Your output should be the line with "impl Backend for" and all following lines of the data below, through the end, repeated exactly.

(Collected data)
-- Opening Marker --
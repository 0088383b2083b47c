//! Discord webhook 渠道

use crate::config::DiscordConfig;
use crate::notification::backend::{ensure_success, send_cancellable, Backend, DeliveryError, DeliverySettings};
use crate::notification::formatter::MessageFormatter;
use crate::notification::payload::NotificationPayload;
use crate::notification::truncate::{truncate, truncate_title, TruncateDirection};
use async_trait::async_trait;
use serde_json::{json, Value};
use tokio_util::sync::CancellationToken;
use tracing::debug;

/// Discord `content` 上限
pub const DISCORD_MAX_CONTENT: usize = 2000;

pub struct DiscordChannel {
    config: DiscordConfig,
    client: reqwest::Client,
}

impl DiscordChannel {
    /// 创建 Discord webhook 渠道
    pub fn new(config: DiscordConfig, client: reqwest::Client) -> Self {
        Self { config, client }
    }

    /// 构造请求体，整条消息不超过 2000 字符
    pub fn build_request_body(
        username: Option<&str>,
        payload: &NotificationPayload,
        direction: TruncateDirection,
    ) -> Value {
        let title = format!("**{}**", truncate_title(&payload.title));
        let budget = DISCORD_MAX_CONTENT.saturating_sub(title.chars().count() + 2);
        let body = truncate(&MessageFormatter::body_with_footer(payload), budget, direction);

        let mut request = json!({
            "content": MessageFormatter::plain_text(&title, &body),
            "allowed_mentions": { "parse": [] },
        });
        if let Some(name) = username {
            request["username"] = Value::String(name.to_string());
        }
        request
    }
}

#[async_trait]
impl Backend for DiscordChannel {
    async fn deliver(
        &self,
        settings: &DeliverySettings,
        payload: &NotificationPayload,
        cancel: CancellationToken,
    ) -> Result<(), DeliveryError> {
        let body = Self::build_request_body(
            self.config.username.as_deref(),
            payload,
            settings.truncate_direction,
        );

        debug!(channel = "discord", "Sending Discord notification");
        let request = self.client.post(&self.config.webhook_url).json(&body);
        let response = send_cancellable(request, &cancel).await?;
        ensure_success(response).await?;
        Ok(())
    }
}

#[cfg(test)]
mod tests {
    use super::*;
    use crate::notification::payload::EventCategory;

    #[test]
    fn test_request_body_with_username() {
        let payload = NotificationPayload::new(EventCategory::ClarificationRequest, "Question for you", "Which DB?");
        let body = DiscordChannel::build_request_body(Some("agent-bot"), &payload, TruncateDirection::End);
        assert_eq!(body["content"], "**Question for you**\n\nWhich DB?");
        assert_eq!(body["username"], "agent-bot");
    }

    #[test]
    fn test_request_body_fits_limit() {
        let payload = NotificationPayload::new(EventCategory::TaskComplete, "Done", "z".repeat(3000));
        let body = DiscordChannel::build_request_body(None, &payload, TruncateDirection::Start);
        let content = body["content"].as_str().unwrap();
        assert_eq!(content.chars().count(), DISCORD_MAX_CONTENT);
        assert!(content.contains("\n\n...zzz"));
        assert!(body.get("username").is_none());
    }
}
-- Closing Marker --
### [Written answer]
impl Backend for DiscordChannel {
    async fn deliver(
        &self,
        settings: &DeliverySettings,
        payload: &NotificationPayload,
        cancel: CancellationToken,
    ) -> Result<(), DeliveryError> {
        let body = Self::build_request_body(
            self.config.username.as_deref(),
            payload,
            settings.truncate_direction,
        );

        debug!(channel = "discord", "Sending Discord notification");
        let request = self.client.post(&self.config.webhook_url).json(&body);
        let response = send_cancellable(request, &cancel).await?;
        ensure_success(response).await?;
        Ok(())
    }
}

#[cfg(test)]
mod tests {
    use super::*;
    use crate::notification::payload::EventCategory;

    #[test]
    fn test_request_body_with_username() {
        let payload = NotificationPayload::new(EventCategory::ClarificationRequest, "Question for you", "Which DB?");
        let body = DiscordChannel::build_request_body(Some("agent-bot"), &payload, TruncateDirection::End);
        assert_eq!(body["content"], "**Question for you**\n\nWhich DB?");
        assert_eq!(body["username"], "agent-bot");
    }

    #[test]
    fn test_request_body_fits_limit() {
        let payload = NotificationPayload::new(EventCategory::TaskComplete, "Done", "z".repeat(3000));
        let body = DiscordChannel::build_request_body(None, &payload, TruncateDirection::Start);
        let content = body["content"].as_str().unwrap();
        assert_eq!(content.chars().count(), DISCORD_MAX_CONTENT);
        assert!(content.contains("\n\n...zzz"));
        assert!(body.get("username").is_none());
    }
}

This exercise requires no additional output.